*Aim of the task*
Write out, exactly as they stand, the line containing "#[cfg(test)]" and all subsequent lines up to and including the final line of the records.

[Stored data entries]
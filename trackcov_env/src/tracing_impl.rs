//! Production observer backed by `tracing`.

use crate::observer::NumericsObserver;
use crate::types::{RecoveryEvent, RecoveryKind};
use tracing::{debug, warn};

/// Forwards recovery events to `tracing`.
///
/// Grid clamping is routine for tracks at the edge of the tables and is
/// logged at debug level unless `warn_on_clamp` is set.
#[derive(Debug, Clone, Default)]
pub struct TracingObserver {
    warn_on_clamp: bool,
}

impl TracingObserver {
    /// Creates an observer that also warns on grid clamping.
    pub fn verbose() -> Self {
        Self { warn_on_clamp: true }
    }
}

impl NumericsObserver for TracingObserver {
    fn on_recovery(&self, event: &RecoveryEvent) {
        if event.kind == RecoveryKind::GridClamped && !self.warn_on_clamp {
            debug!(
                kind = %event.kind,
                context = %event.context,
                "{}", event.detail
            );
            return;
        }
        warn!(
            kind = %event.kind,
            context = %event.context,
            dimension = event.dimension,
            "numerical recovery: {}", event.detail
        );
    }
}

#[cfg(test)]
mod tests {
    use super::*;

    #[test]
    fn test_tracing_observer_accepts_all_kinds() {
        let observer = TracingObserver::verbose();
        for kind in [
            RecoveryKind::ZeroDeterminant,
            RecoveryKind::CholeskyFailed,
            RecoveryKind::PositiveDefiniteRepair,
            RecoveryKind::GridClamped,
            RecoveryKind::NonConvergence,
        ] {
            observer.on_recovery(&RecoveryEvent::new(kind, "test", 3).with_detail("ok"));
        }
    }
}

*Result of the task*
#[cfg(test)]
mod tests {
    use super::*;

    #[test]
    fn test_tracing_observer_accepts_all_kinds() {
        let observer = TracingObserver::verbose();
        for kind in [
            RecoveryKind::ZeroDeterminant,
            RecoveryKind::CholeskyFailed,
            RecoveryKind::PositiveDefiniteRepair,
            RecoveryKind::GridClamped,
            RecoveryKind::NonConvergence,
        ] {
            observer.on_recovery(&RecoveryEvent::new(kind, "test", 3).with_detail("ok"));
        }
    }
}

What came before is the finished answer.